Each line below that holds the string "BoxFuture" counts once; report the total and nothing else.

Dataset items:
____

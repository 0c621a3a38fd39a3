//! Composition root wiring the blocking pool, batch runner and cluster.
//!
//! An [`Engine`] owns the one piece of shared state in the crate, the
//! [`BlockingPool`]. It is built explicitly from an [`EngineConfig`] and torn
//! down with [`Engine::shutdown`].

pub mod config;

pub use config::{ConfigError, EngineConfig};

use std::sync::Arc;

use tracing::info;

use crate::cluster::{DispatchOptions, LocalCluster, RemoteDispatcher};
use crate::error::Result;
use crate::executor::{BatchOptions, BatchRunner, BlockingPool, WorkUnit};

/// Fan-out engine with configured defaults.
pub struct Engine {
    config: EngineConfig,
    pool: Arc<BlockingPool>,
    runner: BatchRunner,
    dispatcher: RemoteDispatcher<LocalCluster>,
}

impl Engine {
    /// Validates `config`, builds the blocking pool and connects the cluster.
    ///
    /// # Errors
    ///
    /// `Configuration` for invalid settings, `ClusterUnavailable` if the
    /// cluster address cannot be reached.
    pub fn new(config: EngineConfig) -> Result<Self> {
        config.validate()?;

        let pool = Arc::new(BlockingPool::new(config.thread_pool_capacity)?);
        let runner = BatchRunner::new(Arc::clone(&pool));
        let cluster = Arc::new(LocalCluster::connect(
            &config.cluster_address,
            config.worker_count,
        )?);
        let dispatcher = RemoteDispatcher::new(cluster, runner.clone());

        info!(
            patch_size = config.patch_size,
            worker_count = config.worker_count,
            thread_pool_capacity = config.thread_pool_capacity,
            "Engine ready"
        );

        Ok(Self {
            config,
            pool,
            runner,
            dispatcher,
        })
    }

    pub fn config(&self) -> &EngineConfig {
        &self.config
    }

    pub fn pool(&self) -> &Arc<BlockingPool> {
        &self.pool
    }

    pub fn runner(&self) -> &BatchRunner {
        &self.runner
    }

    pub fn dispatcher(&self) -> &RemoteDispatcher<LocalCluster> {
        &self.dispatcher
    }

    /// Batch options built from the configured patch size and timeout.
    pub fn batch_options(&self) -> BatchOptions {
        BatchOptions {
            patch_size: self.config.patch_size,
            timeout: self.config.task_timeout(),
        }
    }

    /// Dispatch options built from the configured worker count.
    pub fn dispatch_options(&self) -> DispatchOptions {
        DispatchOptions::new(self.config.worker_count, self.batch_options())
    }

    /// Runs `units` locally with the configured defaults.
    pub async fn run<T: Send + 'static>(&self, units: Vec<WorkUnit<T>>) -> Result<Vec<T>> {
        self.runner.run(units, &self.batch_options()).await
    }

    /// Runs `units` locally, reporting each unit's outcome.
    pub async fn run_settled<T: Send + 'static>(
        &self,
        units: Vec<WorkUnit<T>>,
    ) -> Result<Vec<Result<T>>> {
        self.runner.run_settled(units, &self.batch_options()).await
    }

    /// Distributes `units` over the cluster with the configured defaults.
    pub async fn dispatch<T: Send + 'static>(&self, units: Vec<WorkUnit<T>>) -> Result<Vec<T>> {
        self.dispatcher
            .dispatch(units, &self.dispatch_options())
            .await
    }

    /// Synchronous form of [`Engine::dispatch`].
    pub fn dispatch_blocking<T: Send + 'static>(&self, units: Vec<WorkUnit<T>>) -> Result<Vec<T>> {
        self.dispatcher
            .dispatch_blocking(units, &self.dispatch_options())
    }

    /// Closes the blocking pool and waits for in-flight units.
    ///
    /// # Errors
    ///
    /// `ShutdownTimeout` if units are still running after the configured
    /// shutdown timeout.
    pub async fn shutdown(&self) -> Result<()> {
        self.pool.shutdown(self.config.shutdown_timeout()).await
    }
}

____

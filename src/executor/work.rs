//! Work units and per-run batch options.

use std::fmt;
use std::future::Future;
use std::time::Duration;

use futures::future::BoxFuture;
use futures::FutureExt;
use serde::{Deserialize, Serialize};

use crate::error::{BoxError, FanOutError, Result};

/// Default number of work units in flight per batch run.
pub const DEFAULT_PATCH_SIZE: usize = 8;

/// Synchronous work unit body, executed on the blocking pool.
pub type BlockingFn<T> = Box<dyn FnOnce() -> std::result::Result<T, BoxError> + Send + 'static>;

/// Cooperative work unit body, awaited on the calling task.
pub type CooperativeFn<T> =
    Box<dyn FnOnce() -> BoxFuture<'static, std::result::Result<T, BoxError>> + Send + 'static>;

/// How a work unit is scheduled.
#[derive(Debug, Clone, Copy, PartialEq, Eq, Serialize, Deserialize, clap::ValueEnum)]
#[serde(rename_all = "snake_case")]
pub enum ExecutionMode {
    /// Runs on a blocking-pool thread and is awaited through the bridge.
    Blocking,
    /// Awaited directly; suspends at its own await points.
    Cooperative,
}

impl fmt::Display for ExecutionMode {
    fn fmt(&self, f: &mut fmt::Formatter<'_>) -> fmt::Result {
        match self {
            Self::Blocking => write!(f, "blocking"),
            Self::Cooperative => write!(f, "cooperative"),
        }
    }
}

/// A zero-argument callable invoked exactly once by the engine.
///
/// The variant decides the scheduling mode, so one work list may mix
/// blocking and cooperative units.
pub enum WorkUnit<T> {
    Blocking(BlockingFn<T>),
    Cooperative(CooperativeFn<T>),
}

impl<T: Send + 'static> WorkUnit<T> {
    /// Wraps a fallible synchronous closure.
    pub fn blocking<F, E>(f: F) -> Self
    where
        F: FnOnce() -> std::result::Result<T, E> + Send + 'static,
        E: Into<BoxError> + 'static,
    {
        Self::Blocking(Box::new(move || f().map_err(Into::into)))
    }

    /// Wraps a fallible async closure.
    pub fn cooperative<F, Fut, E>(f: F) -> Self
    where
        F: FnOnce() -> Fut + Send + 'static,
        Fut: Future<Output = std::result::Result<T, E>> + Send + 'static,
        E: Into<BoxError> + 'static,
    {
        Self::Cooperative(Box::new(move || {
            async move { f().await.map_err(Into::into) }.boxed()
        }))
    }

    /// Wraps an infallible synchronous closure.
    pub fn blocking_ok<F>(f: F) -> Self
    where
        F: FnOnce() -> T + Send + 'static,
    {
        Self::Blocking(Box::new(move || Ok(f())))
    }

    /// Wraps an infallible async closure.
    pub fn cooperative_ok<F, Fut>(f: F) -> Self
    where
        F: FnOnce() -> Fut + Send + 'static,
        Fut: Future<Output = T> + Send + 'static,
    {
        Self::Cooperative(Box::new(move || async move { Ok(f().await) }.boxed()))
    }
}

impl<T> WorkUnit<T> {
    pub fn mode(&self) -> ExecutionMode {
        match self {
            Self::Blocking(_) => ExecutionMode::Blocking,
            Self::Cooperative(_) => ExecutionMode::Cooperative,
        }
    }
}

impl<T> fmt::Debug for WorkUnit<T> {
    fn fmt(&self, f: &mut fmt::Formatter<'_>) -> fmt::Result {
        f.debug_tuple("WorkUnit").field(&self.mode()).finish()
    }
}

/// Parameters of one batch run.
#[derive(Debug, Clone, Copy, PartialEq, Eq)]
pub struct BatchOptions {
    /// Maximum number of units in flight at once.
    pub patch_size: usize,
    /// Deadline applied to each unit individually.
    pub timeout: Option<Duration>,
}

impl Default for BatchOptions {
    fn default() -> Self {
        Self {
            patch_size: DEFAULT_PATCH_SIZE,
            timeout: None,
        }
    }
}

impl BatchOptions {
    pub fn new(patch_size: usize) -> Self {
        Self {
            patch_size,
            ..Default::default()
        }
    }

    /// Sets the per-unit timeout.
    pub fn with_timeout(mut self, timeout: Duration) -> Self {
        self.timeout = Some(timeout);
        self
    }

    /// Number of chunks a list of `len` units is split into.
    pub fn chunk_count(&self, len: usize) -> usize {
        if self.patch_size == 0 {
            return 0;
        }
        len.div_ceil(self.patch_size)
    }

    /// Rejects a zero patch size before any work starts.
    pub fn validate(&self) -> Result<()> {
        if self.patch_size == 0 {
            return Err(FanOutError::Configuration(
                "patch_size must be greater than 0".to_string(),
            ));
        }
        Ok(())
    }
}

____

ANSWER SPACE: 2